## WORK INSTRUCTIONS
Look through the data below, and copy each line that carries the word "holding".

Stored data entries:

= Beginning of Section =

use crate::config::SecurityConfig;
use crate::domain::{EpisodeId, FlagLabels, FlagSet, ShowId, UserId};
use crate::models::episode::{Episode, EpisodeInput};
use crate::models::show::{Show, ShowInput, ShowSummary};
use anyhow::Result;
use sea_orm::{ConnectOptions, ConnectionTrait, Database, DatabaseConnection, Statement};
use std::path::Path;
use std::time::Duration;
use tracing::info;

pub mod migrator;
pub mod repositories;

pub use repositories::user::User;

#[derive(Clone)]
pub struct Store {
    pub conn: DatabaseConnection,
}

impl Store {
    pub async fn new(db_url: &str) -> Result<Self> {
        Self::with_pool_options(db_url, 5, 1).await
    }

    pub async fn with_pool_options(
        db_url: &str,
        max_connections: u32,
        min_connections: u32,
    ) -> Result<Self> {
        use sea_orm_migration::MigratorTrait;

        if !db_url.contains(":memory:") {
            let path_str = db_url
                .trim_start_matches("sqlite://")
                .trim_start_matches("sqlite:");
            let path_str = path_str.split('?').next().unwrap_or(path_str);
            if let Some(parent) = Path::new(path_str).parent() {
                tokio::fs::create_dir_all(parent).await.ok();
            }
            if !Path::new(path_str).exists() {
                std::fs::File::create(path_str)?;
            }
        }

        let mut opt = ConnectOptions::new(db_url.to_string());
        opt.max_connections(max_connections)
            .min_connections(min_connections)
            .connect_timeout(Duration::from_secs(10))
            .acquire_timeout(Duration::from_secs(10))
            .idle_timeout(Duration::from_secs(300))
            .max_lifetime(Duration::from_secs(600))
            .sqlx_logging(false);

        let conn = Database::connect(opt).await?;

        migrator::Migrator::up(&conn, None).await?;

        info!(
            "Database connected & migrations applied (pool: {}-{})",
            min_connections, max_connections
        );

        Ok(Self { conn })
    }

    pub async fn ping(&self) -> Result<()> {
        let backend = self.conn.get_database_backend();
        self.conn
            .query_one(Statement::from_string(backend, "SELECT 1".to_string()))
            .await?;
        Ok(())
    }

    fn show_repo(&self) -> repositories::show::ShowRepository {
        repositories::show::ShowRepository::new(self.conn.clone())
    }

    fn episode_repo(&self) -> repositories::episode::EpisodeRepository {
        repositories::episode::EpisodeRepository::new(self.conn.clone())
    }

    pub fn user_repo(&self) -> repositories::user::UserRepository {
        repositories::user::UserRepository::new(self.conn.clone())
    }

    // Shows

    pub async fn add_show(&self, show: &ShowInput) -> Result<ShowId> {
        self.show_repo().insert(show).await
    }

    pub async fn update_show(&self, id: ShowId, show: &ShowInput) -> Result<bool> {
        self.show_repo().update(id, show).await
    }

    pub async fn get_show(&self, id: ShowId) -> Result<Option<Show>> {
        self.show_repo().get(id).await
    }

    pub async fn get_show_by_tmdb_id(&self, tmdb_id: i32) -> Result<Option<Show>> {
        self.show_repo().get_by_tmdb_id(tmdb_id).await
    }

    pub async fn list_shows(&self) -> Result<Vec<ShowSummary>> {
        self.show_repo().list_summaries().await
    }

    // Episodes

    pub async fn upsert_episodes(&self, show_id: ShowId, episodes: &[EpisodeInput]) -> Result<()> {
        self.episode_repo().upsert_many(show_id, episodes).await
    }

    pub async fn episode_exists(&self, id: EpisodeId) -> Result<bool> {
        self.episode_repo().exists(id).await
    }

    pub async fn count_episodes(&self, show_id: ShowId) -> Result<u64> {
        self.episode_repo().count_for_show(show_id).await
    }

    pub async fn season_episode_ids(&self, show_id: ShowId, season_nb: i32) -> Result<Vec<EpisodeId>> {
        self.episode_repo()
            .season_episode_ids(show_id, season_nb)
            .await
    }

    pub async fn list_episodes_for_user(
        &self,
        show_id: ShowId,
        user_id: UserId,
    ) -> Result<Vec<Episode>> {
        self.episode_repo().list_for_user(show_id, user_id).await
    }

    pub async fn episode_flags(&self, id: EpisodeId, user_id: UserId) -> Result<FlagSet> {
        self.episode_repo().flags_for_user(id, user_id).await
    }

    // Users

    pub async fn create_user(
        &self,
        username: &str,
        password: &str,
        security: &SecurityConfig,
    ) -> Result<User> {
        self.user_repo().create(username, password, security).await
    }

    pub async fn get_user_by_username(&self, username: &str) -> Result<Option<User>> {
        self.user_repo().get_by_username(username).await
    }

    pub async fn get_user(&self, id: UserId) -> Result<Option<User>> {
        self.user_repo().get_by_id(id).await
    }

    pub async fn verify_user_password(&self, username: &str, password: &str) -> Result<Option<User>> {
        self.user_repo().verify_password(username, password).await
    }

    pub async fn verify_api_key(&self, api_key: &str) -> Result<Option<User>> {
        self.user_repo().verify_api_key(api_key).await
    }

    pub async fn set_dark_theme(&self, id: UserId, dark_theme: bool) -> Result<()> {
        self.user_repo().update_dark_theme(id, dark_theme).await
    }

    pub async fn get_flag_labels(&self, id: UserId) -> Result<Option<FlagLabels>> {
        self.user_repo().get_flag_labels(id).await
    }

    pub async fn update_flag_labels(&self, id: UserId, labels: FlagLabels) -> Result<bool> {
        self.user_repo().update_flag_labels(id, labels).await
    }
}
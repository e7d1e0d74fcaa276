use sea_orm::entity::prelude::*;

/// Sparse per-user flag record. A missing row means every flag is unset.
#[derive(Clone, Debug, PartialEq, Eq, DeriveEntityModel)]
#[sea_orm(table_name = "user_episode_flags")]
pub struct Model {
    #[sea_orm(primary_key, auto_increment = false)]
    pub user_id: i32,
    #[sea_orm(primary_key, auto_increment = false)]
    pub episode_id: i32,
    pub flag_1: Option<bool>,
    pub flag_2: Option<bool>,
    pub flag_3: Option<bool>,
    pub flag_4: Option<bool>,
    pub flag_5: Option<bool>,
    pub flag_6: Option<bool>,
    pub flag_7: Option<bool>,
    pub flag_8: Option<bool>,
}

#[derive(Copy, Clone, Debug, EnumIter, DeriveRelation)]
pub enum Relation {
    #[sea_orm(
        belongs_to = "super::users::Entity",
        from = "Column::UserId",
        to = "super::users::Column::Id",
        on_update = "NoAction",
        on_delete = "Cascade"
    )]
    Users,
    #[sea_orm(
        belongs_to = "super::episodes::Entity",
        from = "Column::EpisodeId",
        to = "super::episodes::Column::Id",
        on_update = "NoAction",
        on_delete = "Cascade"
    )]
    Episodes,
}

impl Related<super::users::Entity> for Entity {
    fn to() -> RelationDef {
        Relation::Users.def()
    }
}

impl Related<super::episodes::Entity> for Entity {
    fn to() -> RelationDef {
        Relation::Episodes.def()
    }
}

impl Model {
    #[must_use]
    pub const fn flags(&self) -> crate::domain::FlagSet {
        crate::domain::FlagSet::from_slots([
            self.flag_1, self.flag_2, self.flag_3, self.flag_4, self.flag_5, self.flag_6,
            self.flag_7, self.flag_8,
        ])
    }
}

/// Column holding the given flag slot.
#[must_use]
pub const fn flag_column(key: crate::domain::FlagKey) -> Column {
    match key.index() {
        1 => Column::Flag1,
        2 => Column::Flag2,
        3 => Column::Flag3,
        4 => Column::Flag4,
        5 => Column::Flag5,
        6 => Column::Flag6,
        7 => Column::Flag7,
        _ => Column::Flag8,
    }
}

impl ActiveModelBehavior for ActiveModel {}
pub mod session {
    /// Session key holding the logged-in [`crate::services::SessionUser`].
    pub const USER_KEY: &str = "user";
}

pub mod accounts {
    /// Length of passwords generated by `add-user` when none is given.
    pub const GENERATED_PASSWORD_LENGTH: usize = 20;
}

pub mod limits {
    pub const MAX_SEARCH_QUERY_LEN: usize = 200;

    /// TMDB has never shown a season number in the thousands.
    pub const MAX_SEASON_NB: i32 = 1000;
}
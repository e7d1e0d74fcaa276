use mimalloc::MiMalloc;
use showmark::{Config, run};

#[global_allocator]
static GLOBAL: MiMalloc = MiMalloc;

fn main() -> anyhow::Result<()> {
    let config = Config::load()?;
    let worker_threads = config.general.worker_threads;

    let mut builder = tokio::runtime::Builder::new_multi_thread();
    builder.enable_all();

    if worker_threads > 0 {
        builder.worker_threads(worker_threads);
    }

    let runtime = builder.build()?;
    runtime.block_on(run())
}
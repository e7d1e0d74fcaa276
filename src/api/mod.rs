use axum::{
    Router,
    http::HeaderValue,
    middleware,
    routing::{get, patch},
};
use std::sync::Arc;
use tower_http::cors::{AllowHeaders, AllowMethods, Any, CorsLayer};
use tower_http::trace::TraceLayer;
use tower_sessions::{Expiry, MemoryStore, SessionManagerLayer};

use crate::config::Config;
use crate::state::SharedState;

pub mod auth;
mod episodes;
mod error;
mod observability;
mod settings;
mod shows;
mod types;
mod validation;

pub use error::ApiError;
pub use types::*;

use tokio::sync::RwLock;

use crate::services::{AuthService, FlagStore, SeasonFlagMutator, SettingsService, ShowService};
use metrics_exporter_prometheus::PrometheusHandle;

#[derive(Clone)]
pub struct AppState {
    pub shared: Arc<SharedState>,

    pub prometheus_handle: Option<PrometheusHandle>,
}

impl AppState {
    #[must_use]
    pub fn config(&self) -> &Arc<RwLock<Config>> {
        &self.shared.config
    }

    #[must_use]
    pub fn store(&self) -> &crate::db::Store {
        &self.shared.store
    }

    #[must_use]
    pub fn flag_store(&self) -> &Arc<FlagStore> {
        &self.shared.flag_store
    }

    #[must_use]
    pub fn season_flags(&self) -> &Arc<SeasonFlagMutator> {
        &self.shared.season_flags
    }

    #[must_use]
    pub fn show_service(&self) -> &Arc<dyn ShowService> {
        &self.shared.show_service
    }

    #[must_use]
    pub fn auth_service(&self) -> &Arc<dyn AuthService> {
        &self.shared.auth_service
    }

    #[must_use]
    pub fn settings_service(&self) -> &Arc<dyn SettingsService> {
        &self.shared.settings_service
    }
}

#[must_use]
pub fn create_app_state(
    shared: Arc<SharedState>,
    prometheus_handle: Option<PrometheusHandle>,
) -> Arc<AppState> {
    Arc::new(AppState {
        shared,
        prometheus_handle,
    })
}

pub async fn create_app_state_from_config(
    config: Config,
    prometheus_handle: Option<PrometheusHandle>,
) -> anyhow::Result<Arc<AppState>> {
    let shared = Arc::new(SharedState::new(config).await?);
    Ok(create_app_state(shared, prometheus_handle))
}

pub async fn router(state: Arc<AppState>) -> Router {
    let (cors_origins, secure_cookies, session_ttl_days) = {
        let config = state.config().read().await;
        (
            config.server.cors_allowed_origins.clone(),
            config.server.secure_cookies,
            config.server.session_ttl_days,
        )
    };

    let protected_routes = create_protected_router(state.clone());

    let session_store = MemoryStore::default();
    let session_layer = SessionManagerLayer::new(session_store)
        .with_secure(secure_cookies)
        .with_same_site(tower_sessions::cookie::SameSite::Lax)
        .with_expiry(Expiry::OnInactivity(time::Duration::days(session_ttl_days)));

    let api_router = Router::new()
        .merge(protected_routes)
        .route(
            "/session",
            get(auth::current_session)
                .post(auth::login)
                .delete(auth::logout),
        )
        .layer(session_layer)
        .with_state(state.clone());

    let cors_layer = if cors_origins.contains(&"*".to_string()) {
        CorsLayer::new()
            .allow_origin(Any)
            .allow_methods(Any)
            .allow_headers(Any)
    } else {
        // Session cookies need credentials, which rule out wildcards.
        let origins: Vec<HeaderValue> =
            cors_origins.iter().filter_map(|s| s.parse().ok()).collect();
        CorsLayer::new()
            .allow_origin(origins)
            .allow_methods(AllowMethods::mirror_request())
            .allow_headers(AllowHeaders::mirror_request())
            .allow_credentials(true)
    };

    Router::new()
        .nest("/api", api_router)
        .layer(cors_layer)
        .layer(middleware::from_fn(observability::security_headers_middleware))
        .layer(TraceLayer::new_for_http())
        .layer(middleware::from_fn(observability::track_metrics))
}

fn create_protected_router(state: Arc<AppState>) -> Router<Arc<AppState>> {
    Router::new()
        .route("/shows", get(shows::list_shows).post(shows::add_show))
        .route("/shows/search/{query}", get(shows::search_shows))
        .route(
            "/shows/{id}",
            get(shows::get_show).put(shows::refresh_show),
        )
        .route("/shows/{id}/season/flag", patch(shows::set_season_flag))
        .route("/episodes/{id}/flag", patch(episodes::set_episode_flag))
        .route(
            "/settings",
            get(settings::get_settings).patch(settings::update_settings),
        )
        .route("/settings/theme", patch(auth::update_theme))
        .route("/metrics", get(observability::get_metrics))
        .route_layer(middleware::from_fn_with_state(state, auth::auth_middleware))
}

= End of Section =

## RESPONSE TO THIS TASK
/// Column holding the given flag slot.
    /// Session key holding the logged-in [`crate::services::SessionUser`].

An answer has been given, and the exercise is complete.